Va ricordato però che l’Italia detiene il record negativo in Europa per morti premature da biossido di azoto e ozono e il secondo posto per il particolato fine (PM2,5) con 58600 morti premature.
Che il particolato sia un vettore (carrier), una concausa nel processo di infiammazione (booster) o entrambe le cose, un approccio basato sul principio di precauzione suggerirebbe di prendere in considerazione con maggiore serietà i fattori ambientali.
Mantenere basse le emissioni di particolato e degli altri inquinanti per non rischiare di spianare la strada a nuovi picchi di infezione da coronavirus è una richiesta più che sensata.
Anche perché il grande rischio a cui andiamo incontro è quello che la gestione dell’emergenza e la crisi economica post COVID-19 finiscano per mettere da parte la tutela dell’ambiente sacrificandola sull’altare della ripresa economica. Proprio come sta avvenendo negli Stati Uniti.

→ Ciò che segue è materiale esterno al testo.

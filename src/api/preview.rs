use axum::{
    body::Body,
    extract::{Path, State},
    http::header,
    response::{IntoResponse, Response},
    Json,
};
use chrono::{DateTime, Utc};
use serde::Serialize;
use std::sync::Arc;
use tokio_util::io::ReaderStream;

use super::{request_path, ApiError, Endpoint};
use crate::state::AppState;
use explorer_backend::preview::{Classification, ClassifiedFile, UnpreviewableReason};

/// JSON envelope for every non-image classification / 文件预览响应
#[derive(Debug, Serialize)]
pub struct FilePreviewResponse {
    #[serde(rename = "type")]
    pub kind: &'static str,
    pub name: String,
    #[serde(skip_serializing_if = "Option::is_none")]
    pub content: Option<String>,
    pub size: u64,
    pub modified: DateTime<Utc>,
    pub path: String,
    #[serde(skip_serializing_if = "Option::is_none")]
    pub extension: Option<String>,
    #[serde(skip_serializing_if = "Option::is_none")]
    pub language: Option<&'static str>,
    #[serde(skip_serializing_if = "Option::is_none")]
    pub reason: Option<UnpreviewableReason>,
    #[serde(skip_serializing_if = "Option::is_none")]
    pub error: Option<&'static str>,
    #[serde(skip_serializing_if = "Option::is_none")]
    pub message: Option<&'static str>,
}

impl From<ClassifiedFile> for FilePreviewResponse {
    fn from(file: ClassifiedFile) -> Self {
        let mut resp = Self {
            kind: "binary",
            name: file.name,
            content: None,
            size: file.size,
            modified: file.modified,
            path: file.path.to_string_lossy().to_string(),
            extension: None,
            language: None,
            reason: None,
            error: None,
            message: None,
        };

        match file.classification {
            Classification::Code { text, language } => {
                resp.kind = "code";
                resp.content = Some(text);
                resp.extension = Some(file.extension);
                resp.language = Some(language);
            }
            Classification::PlainText { text } => {
                resp.kind = "text";
                resp.content = Some(text);
                resp.extension = Some(file.extension);
            }
            // file_preview streams images before building an envelope
            Classification::Image { .. } => {
                resp.extension = Some(file.extension);
            }
            Classification::Unpreviewable { reason } => {
                resp.reason = Some(reason);
                match reason {
                    UnpreviewableReason::TooLarge => resp.error = Some("File too large to preview"),
                    UnpreviewableReason::BinaryDetected => resp.message = Some("Binary file detected"),
                    UnpreviewableReason::UnclassifiedExtension => resp.extension = Some(file.extension),
                }
            }
        }

        resp
    }
}

/// GET /api/file/*path - 文件预览（图片直接返回字节流）
pub async fn file_preview(
    State(state): State<Arc<AppState>>,
    path: Option<Path<String>>,
) -> Result<Response, ApiError> {
    let file_path = request_path(path.map(|Path(p)| p));

    let file = state
        .classifier
        .classify(std::path::Path::new(&file_path))
        .await
        .map_err(|e| ApiError::new(Endpoint::Preview, e))?;

    if let Classification::Image { mime_type, stream } = &file.classification {
        let reader = stream
            .open(state.fs.as_ref())
            .await
            .map_err(|e| ApiError::new(Endpoint::Preview, e))?;
        let body = Body::from_stream(ReaderStream::new(reader));
        return Ok(([(header::CONTENT_TYPE, *mime_type)], body).into_response());
    }

    Ok(Json(FilePreviewResponse::from(file)).into_response())
}
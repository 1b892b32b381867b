//! Single-level directory listing / 单层目录列表

use std::path::Path;

use crate::error::{ExplorerError, Result};
use crate::models::EntryDescriptor;
use crate::storage::FileSystem;

/// List the immediate children of a directory with their metadata / 列出目录内容
///
/// Children whose stat fails (dangling symlinks, removed mid-listing) are left out.
pub async fn list_directory(fs: &dyn FileSystem, dir: &Path) -> Result<Vec<EntryDescriptor>> {
    let stat = fs.stat(dir).await.map_err(|e| ExplorerError::from_stat(e, dir))?;
    if !stat.is_dir {
        return Err(ExplorerError::NotADirectory(dir.to_path_buf()));
    }

    let children = fs.read_dir(dir).await?;
    let mut files = Vec::with_capacity(children.len());

    for child in children {
        match fs.stat(&child).await {
            Ok(stat) => files.push(EntryDescriptor::from_stat(&child, &stat)),
            Err(e) => tracing::trace!("list_directory: skip {:?}: {}", child, e),
        }
    }

    Ok(files)
}
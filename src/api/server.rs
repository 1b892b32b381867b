use axum::{extract::State, Json};
use chrono::Utc;
use serde_json::{json, Value};
use std::sync::Arc;

use crate::state::AppState;

/// GET /api/health - 健康检查
pub async fn health_check(State(state): State<Arc<AppState>>) -> Json<Value> {
    Json(json!({
        "status": "OK",
        "timestamp": Utc::now().to_rfc3339(),
        "uptime": state.started_at.elapsed().as_secs_f64(),
        "version": env!("CARGO_PKG_VERSION"),
        "buildTime": env!("BUILD_TIME"),
    }))
}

Un esempio per il nostro Paese sono i rumors provenienti dal Ministero dei Trasporti secondo cui si vorrebbe annullare il vincolo previsto dal Piano Strategico Nazionale per la Mobilità sostenibile, lasciando di fatto liberi gli operatori di scegliere qualsiasi motorizzazione per le flotte bus, anche quelle più inquinanti. Questo per poter acquistare con urgenza nuovi mezzi per far fronte alle precauzioni anti-contagio. E, dato che un bus ha una vita media di 12 anni, questo vorrebbe dire perdere una buona occasione per contribuire a ridurre le emissioni inquinanti.